Assignment: The lines wanted are those in the data below that include "cascade".

****

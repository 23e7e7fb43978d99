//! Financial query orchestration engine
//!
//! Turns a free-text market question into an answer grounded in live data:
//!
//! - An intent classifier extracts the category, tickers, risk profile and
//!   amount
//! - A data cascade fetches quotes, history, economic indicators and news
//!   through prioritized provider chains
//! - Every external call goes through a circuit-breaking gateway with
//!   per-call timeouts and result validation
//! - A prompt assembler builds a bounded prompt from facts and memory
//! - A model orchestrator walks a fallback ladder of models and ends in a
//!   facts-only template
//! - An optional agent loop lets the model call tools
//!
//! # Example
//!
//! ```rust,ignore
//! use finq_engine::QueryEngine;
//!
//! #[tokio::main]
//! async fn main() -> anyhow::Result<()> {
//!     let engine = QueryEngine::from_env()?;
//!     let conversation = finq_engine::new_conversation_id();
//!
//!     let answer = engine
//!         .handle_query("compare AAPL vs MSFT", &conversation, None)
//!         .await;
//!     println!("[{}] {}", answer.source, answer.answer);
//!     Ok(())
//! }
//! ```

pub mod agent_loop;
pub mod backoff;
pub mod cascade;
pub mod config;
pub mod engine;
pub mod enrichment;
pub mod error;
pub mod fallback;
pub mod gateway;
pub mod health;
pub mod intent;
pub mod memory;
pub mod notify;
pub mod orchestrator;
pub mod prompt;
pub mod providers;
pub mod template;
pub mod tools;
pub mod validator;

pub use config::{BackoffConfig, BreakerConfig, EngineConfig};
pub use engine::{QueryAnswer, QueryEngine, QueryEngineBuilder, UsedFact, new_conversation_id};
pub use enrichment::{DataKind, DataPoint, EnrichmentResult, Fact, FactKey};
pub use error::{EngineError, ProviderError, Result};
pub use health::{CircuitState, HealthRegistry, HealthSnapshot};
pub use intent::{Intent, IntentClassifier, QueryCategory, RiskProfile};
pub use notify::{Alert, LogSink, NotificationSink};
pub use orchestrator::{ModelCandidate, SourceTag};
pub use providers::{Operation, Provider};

****

Response:
//! - A data cascade fetches quotes, history, economic indicators and news
pub mod cascade;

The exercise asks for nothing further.